Shigeru Yokota, at forefront of efforts to rescue abducted Japanese, dies at 87

Shigeru Yokota, father of Megumi Yokota, who was abducted by North Korea in 1977, died Friday. He was 87.

Since the formation in 1997 of the Association of the Families of Victims Kidnapped by North Korea, he has been at the forefront of efforts to rescue the abductees. As a symbol of the abductees' families, he ardently appealed to public opinion and the Japanese government for a solution to the abduction issue for many years.

Megumi disappeared in Niigata in November 1977. At that time, she was 13 and in her first year of junior high school. Yokata then worked at the Bank of Japan's Niigata branch office.

For years, there were no clues as to what had happened to her. However, in January 1997, the testimonies of North Korean defectors pointed to the strong possibility that she had been abducted and taken to North Korea, prompting her father to form the association with seven other families in March of that year. He served as its representative until 2007.

At the first Japan-North Korea summit in September 2002, then North Korean leader Kim Jong Il admitted to the abductions and announced the deaths of eight people, including Megumi, but Shigeru told a press conference, "The death of my daughter is unacceptable."

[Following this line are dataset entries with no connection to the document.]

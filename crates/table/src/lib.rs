//! gridwatch table: filter, sort and facet rows for display.

#![forbid(unsafe_code)]

use std::sync::Arc;

use gridwatch_core::columns::{columns_for, ColumnDef};
use gridwatch_core::ResourceKind;
use gridwatch_search::Ranker;
use gridwatch_store::RowSet;
use tracing::trace;

pub mod filter;
pub mod pipeline;

pub use filter::{FilterState, SortDirection, SortDirective};
pub use pipeline::{compare_values, compute, EmptyState, Facet, TableContext, TableView};

struct Memo {
    rows: Arc<RowSet>,
    filter: Arc<FilterState>,
    view: Arc<TableView>,
}

/// One table: fixed columns, its empty-state context and the last computed view.
pub struct TableModel {
    kind: ResourceKind,
    columns: Vec<ColumnDef>,
    context: TableContext,
    ranker: Ranker,
    memo: Option<Memo>,
    recomputations: u64,
}

impl TableModel {
    pub fn new(kind: ResourceKind, columns: Vec<ColumnDef>, context: TableContext) -> Self {
        Self { kind, columns, context, ranker: Ranker::new(), memo: None, recomputations: 0 }
    }

    /// Columns from the registry; event tables get the events empty state.
    pub fn for_kind(kind: ResourceKind) -> Self {
        let context = if kind == ResourceKind::Events { TableContext::Events } else { TableContext::Resources };
        let columns = columns_for(&kind);
        Self::new(kind, columns, context)
    }

    pub fn kind(&self) -> &ResourceKind {
        &self.kind
    }

    pub fn columns(&self) -> &[ColumnDef] {
        &self.columns
    }

    pub fn context(&self) -> TableContext {
        self.context
    }

    /// Number of full pipeline runs so far.
    pub fn recomputations(&self) -> u64 {
        self.recomputations
    }

    /// Visible rows and facets for `rows` under `filter`. Reuses the previous
    /// result while both inputs are the same allocations as last time.
    pub fn view(&mut self, rows: &Arc<RowSet>, filter: &Arc<FilterState>) -> Arc<TableView> {
        if let Some(m) = &self.memo {
            if Arc::ptr_eq(&m.rows, rows) && Arc::ptr_eq(&m.filter, filter) {
                trace!(kind = %self.kind, "table view reused");
                return Arc::clone(&m.view);
            }
        }
        let view = Arc::new(compute(rows.rows(), &self.columns, filter, self.context, &self.ranker));
        self.recomputations += 1;
        self.memo = Some(Memo { rows: Arc::clone(rows), filter: Arc::clone(filter), view: Arc::clone(&view) });
        view
    }
}
//! Highlight timers keyed by row id.
//!
//! One deadline per row. Re-arming a row replaces its deadline, so an older
//! change can never clear the flag set by a newer one. The registry knows nothing
//! about which rows are currently visible.

use std::time::Duration;

use gridwatch_core::RowId;
use rustc_hash::FxHashMap;
use tokio::time::Instant;

/// Fixed highlight window after a detected change.
pub const HIGHLIGHT_WINDOW: Duration = Duration::from_millis(2000);

#[derive(Debug, Clone)]
pub struct HighlightScheduler {
    window: Duration,
    deadlines: FxHashMap<RowId, Instant>,
}

impl Default for HighlightScheduler {
    fn default() -> Self {
        Self::new(HIGHLIGHT_WINDOW)
    }
}

impl HighlightScheduler {
    pub fn new(window: Duration) -> Self {
        Self { window, deadlines: FxHashMap::default() }
    }

    pub fn window(&self) -> Duration {
        self.window
    }

    /// Arm (or restart) the timer for each id.
    pub fn arm<'a, I>(&mut self, ids: I, now: Instant)
    where
        I: IntoIterator<Item = &'a RowId>,
    {
        let deadline = now + self.window;
        for id in ids {
            self.deadlines.insert(id.clone(), deadline);
        }
    }

    pub fn cancel(&mut self, id: &RowId) {
        self.deadlines.remove(id);
    }

    pub fn clear(&mut self) {
        self.deadlines.clear();
    }

    pub fn is_armed(&self, id: &RowId) -> bool {
        self.deadlines.contains_key(id)
    }

    pub fn len(&self) -> usize {
        self.deadlines.len()
    }

    pub fn is_empty(&self) -> bool {
        self.deadlines.is_empty()
    }

    pub fn next_deadline(&self) -> Option<Instant> {
        self.deadlines.values().min().copied()
    }

    /// Remove and return every id whose deadline is at or before `now`, sorted.
    pub fn expire(&mut self, now: Instant) -> Vec<RowId> {
        let mut due: Vec<RowId> = self
            .deadlines
            .iter()
            .filter(|(_, at)| **at <= now)
            .map(|(id, _)| id.clone())
            .collect();
        for id in due.iter() {
            self.deadlines.remove(id);
        }
        due.sort();
        due
    }
}

#[cfg(test)]
mod tests {
    use super::*;
    use gridwatch_core::{ResourceKind, Scope};

    fn id(name: &str) -> RowId {
        RowId::new(&Scope::new("c", "k", None, ResourceKind::Pods), None, name)
    }

    #[test]
    fn expires_exactly_at_window_end() {
        let t0 = Instant::now();
        let mut s = HighlightScheduler::default();
        s.arm([id("a")].iter(), t0);
        assert_eq!(s.next_deadline(), Some(t0 + HIGHLIGHT_WINDOW));
        assert!(s.expire(t0 + Duration::from_millis(1999)).is_empty());
        assert_eq!(s.expire(t0 + HIGHLIGHT_WINDOW), vec![id("a")]);
        assert!(s.is_empty());
    }

    #[test]
    fn rearm_restarts_the_window() {
        let t0 = Instant::now();
        let mut s = HighlightScheduler::default();
        s.arm([id("a")].iter(), t0);
        s.arm([id("a")].iter(), t0 + Duration::from_millis(1500));
        assert!(s.expire(t0 + HIGHLIGHT_WINDOW).is_empty(), "earlier timer must not clear the later change");
        assert_eq!(s.expire(t0 + Duration::from_millis(3500)), vec![id("a")]);
    }

    #[test]
    fn cancel_and_clear_drop_timers() {
        let t0 = Instant::now();
        let mut s = HighlightScheduler::default();
        s.arm([id("a"), id("b")].iter(), t0);
        s.cancel(&id("a"));
        assert!(!s.is_armed(&id("a")));
        assert!(s.is_armed(&id("b")));
        s.clear();
        assert_eq!(s.next_deadline(), None);
        assert!(s.expire(t0 + HIGHLIGHT_WINDOW).is_empty());
    }
}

To promote the rescue of the abductees, Shigeru has given more than 100 lectures a year with his wife, Sakie, now 84. He had visited all 47 prefectures in Japan and carried out signature-collecting campaigns on the streets.

In March 2014, a meeting with Megumi's daughter, Kim Eun-gyong, was arranged in Mongolia. Shigeru also met his 10-month-old great-granddaughter. After that, his decline in physical strength became noticeable, and he had been hospitalized since April 2018.

"Both my husband and I have worked hard to reunite with Megumi, who was abducted by North Korea. But my husband has not been able to see her and reached the end of his rope. I am in a state of being unable to organize my feelings now," Sakie said in a statement Friday.